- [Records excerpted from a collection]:
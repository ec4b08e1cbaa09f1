//! Trigger resolution.
//!
//! A trigger event is turned into the run context once, before scheduling.

use indexmap::IndexMap;
use jobgraph_core::context::RunContext;
use jobgraph_core::value::Value;
use serde::{Deserialize, Serialize};

/// Event that starts a run.
#[derive(Debug, Clone, PartialEq, Serialize, Deserialize)]
#[serde(tag = "type", rename_all = "snake_case")]
pub enum TriggerEvent {
    Push {
        branch: String,
        #[serde(default)]
        sha: Option<String>,
        #[serde(default)]
        actor: Option<String>,
    },
    Tag {
        name: String,
        #[serde(default)]
        sha: Option<String>,
        #[serde(default)]
        actor: Option<String>,
    },
    PullRequest {
        number: u64,
        source_branch: String,
        target_branch: String,
        #[serde(default)]
        sha: Option<String>,
        #[serde(default)]
        actor: Option<String>,
    },
    Schedule {
        cron: String,
        branch: String,
    },
    Manual {
        branch: String,
        #[serde(default)]
        actor: Option<String>,
        #[serde(default)]
        inputs: IndexMap<String, Value>,
    },
}

impl TriggerEvent {
    pub fn push(branch: impl Into<String>) -> Self {
        TriggerEvent::Push {
            branch: branch.into(),
            sha: None,
            actor: None,
        }
    }

    pub fn tag(name: impl Into<String>) -> Self {
        TriggerEvent::Tag {
            name: name.into(),
            sha: None,
            actor: None,
        }
    }

    pub fn manual(branch: impl Into<String>) -> Self {
        TriggerEvent::Manual {
            branch: branch.into(),
            actor: None,
            inputs: IndexMap::new(),
        }
    }

    /// Value of `ctx.event`.
    pub fn event_name(&self) -> &'static str {
        match self {
            TriggerEvent::Push { .. } => "push",
            TriggerEvent::Tag { .. } => "tag",
            TriggerEvent::PullRequest { .. } => "pull_request",
            TriggerEvent::Schedule { .. } => "schedule",
            TriggerEvent::Manual { .. } => "workflow_dispatch",
        }
    }
}

/// Builds the run context for a trigger event.
#[derive(Debug, Default)]
pub struct TriggerResolver {
    overrides: Vec<(String, Value)>,
}

impl TriggerResolver {
    pub fn new() -> Self {
        Self::default()
    }

    /// Extra `key=value` facts; these win over anything derived from the event.
    pub fn with_overrides<I, K, V>(mut self, overrides: I) -> Self
    where
        I: IntoIterator<Item = (K, V)>,
        K: Into<String>,
        V: Into<Value>,
    {
        self.overrides
            .extend(overrides.into_iter().map(|(k, v)| (k.into(), v.into())));
        self
    }

    pub fn resolve(&self, event: &TriggerEvent) -> RunContext {
        let builder = RunContext::builder().set("event", event.event_name());
        let builder = match event {
            TriggerEvent::Push { branch, sha, actor } => builder
                .set("branch", branch.as_str())
                .set("ref", format!("refs/heads/{}", branch))
                .extend(optional("sha", sha))
                .extend(optional("actor", actor)),
            TriggerEvent::Tag { name, sha, actor } => builder
                .set("tag", name.as_str())
                .set("ref", format!("refs/tags/{}", name))
                .extend(optional("sha", sha))
                .extend(optional("actor", actor)),
            TriggerEvent::PullRequest {
                number,
                source_branch,
                target_branch,
                sha,
                actor,
            } => builder
                .set("branch", source_branch.as_str())
                .set("ref", format!("refs/pull/{}/merge", number))
                .set("head_ref", source_branch.as_str())
                .set("base_ref", target_branch.as_str())
                .set("pr_number", *number as f64)
                .extend(optional("sha", sha))
                .extend(optional("actor", actor)),
            TriggerEvent::Schedule { cron, branch } => builder
                .set("schedule", cron.as_str())
                .set("branch", branch.as_str())
                .set("ref", format!("refs/heads/{}", branch)),
            TriggerEvent::Manual {
                branch,
                actor,
                inputs,
            } => inputs
                .iter()
                .fold(builder, |builder, (name, value)| {
                    builder.input(name, value.clone())
                })
                .set("branch", branch.as_str())
                .set("ref", format!("refs/heads/{}", branch))
                .extend(optional("actor", actor)),
        };

        builder.extend(self.overrides.iter().cloned()).build()
    }
}

fn optional(key: &str, value: &Option<String>) -> Option<(String, Value)> {
    value
        .as_ref()
        .map(|v| (key.to_string(), Value::from(v.as_str())))
}

/// Parse a `key=value` assignment. `true`/`false` become booleans and numeric
/// text becomes a number; anything else stays a string.
pub fn parse_assignment(assignment: &str) -> Result<(String, Value), String> {
    let (key, raw) = assignment
        .split_once('=')
        .ok_or_else(|| format!("expected key=value, got '{}'", assignment))?;
    let key = key.trim();
    if key.is_empty() {
        return Err(format!("empty key in '{}'", assignment));
    }
    Ok((key.to_string(), parse_scalar(raw)))
}

fn parse_scalar(raw: &str) -> Value {
    match raw {
        "true" => Value::Bool(true),
        "false" => Value::Bool(false),
        _ => match raw.parse::<f64>() {
            Ok(number) if number.is_finite() && !raw.trim().is_empty() => Value::Number(number),
            _ => Value::String(raw.to_string()),
        },
    }
}
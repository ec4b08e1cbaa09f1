//! Span creation for run operations.

use tracing::{Level, Span, span};

/// Attributes shared by the spans of one run.
#[derive(Debug, Default, Clone)]
pub struct RunAttributes {
    pub run_id: Option<String>,
    pub run_name: Option<String>,
    pub instance: Option<String>,
    pub step_name: Option<String>,
    pub nested: bool,
}

impl RunAttributes {
    pub fn new() -> Self {
        Self::default()
    }

    pub fn run(mut self, id: impl Into<String>) -> Self {
        self.run_id = Some(id.into());
        self
    }

    pub fn name(mut self, name: impl Into<String>) -> Self {
        self.run_name = Some(name.into());
        self
    }

    pub fn instance(mut self, instance: impl Into<String>) -> Self {
        self.instance = Some(instance.into());
        self
    }

    pub fn step(mut self, name: impl Into<String>) -> Self {
        self.step_name = Some(name.into());
        self
    }

    pub fn nested(mut self, nested: bool) -> Self {
        self.nested = nested;
        self
    }
}

/// Create a span for a run.
pub fn run_span(attrs: &RunAttributes) -> Span {
    span!(
        Level::INFO,
        "run.execute",
        run.id = attrs.run_id.as_deref().unwrap_or(""),
        run.name = attrs.run_name.as_deref().unwrap_or(""),
        run.nested = attrs.nested,
    )
}

/// Create a span for a job instance.
pub fn instance_span(attrs: &RunAttributes) -> Span {
    span!(
        Level::INFO,
        "instance.execute",
        run.id = attrs.run_id.as_deref().unwrap_or(""),
        instance = attrs.instance.as_deref().unwrap_or(""),
    )
}

/// Create a span for a step.
pub fn step_span(attrs: &RunAttributes) -> Span {
    span!(
        Level::INFO,
        "step.execute",
        run.id = attrs.run_id.as_deref().unwrap_or(""),
        instance = attrs.instance.as_deref().unwrap_or(""),
        step.name = attrs.step_name.as_deref().unwrap_or(""),
    )
}

/// Create a span for artifact operations.
pub fn artifact_span(operation: &str, name: &str) -> Span {
    span!(
        Level::DEBUG,
        "artifact.operation",
        operation = operation,
        artifact.name = name,
    )
}
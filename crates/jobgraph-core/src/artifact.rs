//! Artifact references and metadata.

use crate::ids::ArtifactId;
use crate::run::InstanceKey;
use chrono::{DateTime, Utc};
use schemars::JsonSchema;
use serde::{Deserialize, Serialize};

/// Handle to one specific version of a named artifact. Overwriting the name
/// invalidates every earlier reference.
#[derive(Debug, Clone, PartialEq, Eq, Serialize, Deserialize, JsonSchema)]
pub struct ArtifactRef {
    pub name: String,
    pub id: ArtifactId,
}

#[derive(Debug, Clone, PartialEq, Serialize, Deserialize, JsonSchema)]
pub struct ArtifactMetadata {
    pub id: ArtifactId,
    pub name: String,
    pub size_bytes: u64,
    /// Hex-encoded sha256 of the content.
    pub digest: String,
    pub producer: InstanceKey,
    /// Backend key the content was written under.
    pub content_handle: String,
    pub created_at: DateTime<Utc>,
    #[serde(default, skip_serializing_if = "Option::is_none")]
    pub expires_at: Option<DateTime<Utc>>,
}

impl ArtifactMetadata {
    pub fn reference(&self) -> ArtifactRef {
        ArtifactRef {
            name: self.name.clone(),
            id: self.id,
        }
    }

    pub fn is_expired(&self, now: DateTime<Utc>) -> bool {
        self.expires_at.is_some_and(|at| at <= now)
    }
}
//! Load-time validation and expansion of a run definition.

use crate::dag::{DagBuilder, JobDag};
use crate::matrix::MatrixExpander;
use jobgraph_core::expression::{Expression, ExpressionError};
use jobgraph_core::interpolation::Template;
use jobgraph_core::pipeline::{JobSpec, RunDefinition, StepAction};
use jobgraph_core::run::{InstanceKey, MatrixAssignment};
use jobgraph_core::{ConfigurationError, JobId};
use std::collections::{HashMap, HashSet};
use std::sync::Arc;

/// Condition applied to jobs that declare none.
pub const DEFAULT_CONDITION: &str = "success()";

/// A validated run definition with every job expanded into its instances.
///
/// Instances are listed job by job in dependency order, and in expansion order
/// within a job. Nothing in a plan changes once it is built.
#[derive(Debug)]
pub struct RunPlan {
    definition: Arc<RunDefinition>,
    dag: JobDag,
    instances: Vec<InstanceKey>,
    conditions: HashMap<String, Expression>,
    nested: HashMap<String, Arc<RunPlan>>,
}

impl RunPlan {
    /// Validate `definition` and expand it. Any defect is reported here, before
    /// a single instance could start.
    pub fn build(definition: &RunDefinition) -> Result<Self, ConfigurationError> {
        let dag = DagBuilder::new().build(definition)?;
        let expander = MatrixExpander::new();

        for (key, value) in &definition.env {
            parse_template(&format!("env.{}", key), value)?;
        }

        let mut conditions = HashMap::new();
        let mut nested = HashMap::new();
        for (id, job) in &definition.jobs {
            validate_job(id, job)?;
            if let Some(matrix) = &job.matrix {
                expander.validate(id, matrix)?;
            }

            let source = job.condition.as_deref().unwrap_or(DEFAULT_CONDITION);
            let condition = parse_expression(&format!("jobs.{}.if", id), source)?;
            if let Some(dependency) = condition
                .needs_references()
                .into_iter()
                .find(|dep| !job.needs.contains(dep))
            {
                return Err(ConfigurationError::UnknownDependency {
                    job: id.clone(),
                    dependency,
                });
            }
            conditions.insert(id.clone(), condition);

            if let Some(workflow) = &job.workflow {
                nested.insert(id.clone(), Arc::new(RunPlan::build(workflow)?));
            }
        }

        let mut instances = Vec::new();
        for id in dag.topological_order() {
            let assignments = match definition.get(id).and_then(|job| job.matrix.as_ref()) {
                Some(matrix) => expander.expand(matrix),
                None => vec![MatrixAssignment::new()],
            };
            instances.extend(
                assignments
                    .into_iter()
                    .map(|matrix| InstanceKey::new(JobId::new(id), matrix)),
            );
        }

        Ok(Self {
            definition: Arc::new(definition.clone()),
            dag,
            instances,
            conditions,
            nested,
        })
    }

    pub fn definition(&self) -> &Arc<RunDefinition> {
        &self.definition
    }

    pub fn name(&self) -> &str {
        &self.definition.name
    }

    pub fn dag(&self) -> &JobDag {
        &self.dag
    }

    pub fn instances(&self) -> &[InstanceKey] {
        &self.instances
    }

    pub fn len(&self) -> usize {
        self.instances.len()
    }

    pub fn is_empty(&self) -> bool {
        self.instances.is_empty()
    }

    /// Plan indices of the instances of `job`.
    pub fn indices_of(&self, job: &str) -> Vec<usize> {
        self.instances
            .iter()
            .enumerate()
            .filter(|(_, key)| key.job.as_str() == job)
            .map(|(index, _)| index)
            .collect()
    }

    pub fn job(&self, job: &str) -> Option<&JobSpec> {
        self.definition.get(job)
    }

    /// The gate condition of `job`, `success()` when it declares none.
    pub fn condition(&self, job: &str) -> Option<&Expression> {
        self.conditions.get(job)
    }

    /// The plan of the run embedded by a `workflow:` job.
    pub fn nested(&self, job: &str) -> Option<&Arc<RunPlan>> {
        self.nested.get(job)
    }
}

fn malformed(location: &str, source: &str, err: ExpressionError) -> ConfigurationError {
    ConfigurationError::MalformedExpression {
        location: location.to_string(),
        expression: source.to_string(),
        message: err.to_string(),
    }
}

fn parse_expression(location: &str, source: &str) -> Result<Expression, ConfigurationError> {
    Expression::parse(source).map_err(|e| malformed(location, source, e))
}

fn parse_template(location: &str, source: &str) -> Result<(), ConfigurationError> {
    Template::parse(source)
        .map(|_| ())
        .map_err(|e| malformed(location, source, e))
}

fn validate_job(id: &str, job: &JobSpec) -> Result<(), ConfigurationError> {
    if job.workflow.is_some() && !job.steps.is_empty() {
        return Err(ConfigurationError::InvalidDefinition(format!(
            "job '{}' declares both steps and a workflow",
            id
        )));
    }

    for (key, value) in &job.env {
        parse_template(&format!("jobs.{}.env.{}", id, key), value)?;
    }
    for (name, value) in &job.outputs {
        parse_template(&format!("jobs.{}.outputs.{}", id, name), value)?;
    }

    let mut seen = HashSet::new();
    for step in &job.steps {
        if !seen.insert(step.name.as_str()) {
            return Err(ConfigurationError::InvalidDefinition(format!(
                "job '{}' has more than one step named '{}'",
                id, step.name
            )));
        }

        let location = |field: &str| format!("jobs.{}.steps.{}.{}", id, step.name, field);
        if let Some(condition) = &step.condition {
            parse_expression(&location("if"), condition)?;
        }
        for (key, value) in &step.env {
            parse_template(&location(&format!("env.{}", key)), value)?;
        }

        match step.action(id)? {
            StepAction::Run { command, .. } => parse_template(&location("run"), command)?,
            StepAction::Upload(upload) => {
                parse_template(&location("upload.name"), &upload.name)?;
                if let Some(path) = &upload.path {
                    parse_template(&location("upload.path"), path)?;
                }
                if let Some(content) = &upload.content {
                    parse_template(&location("upload.content"), content)?;
                }
            }
            StepAction::Download(download) => {
                parse_template(&location("download.name"), &download.name)?;
                if let Some(path) = &download.path {
                    parse_template(&location("download.path"), path)?;
                }
            }
        }
    }
    Ok(())
}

- [WHAT IS BEING ASKED]: Which lines of the records above contain the word "expansion"? Show each of them.

- [ANSWER TO THE EXERCISE]:
//! Load-time validation and expansion of a run definition.
/// Instances are listed job by job in dependency order, and in expansion order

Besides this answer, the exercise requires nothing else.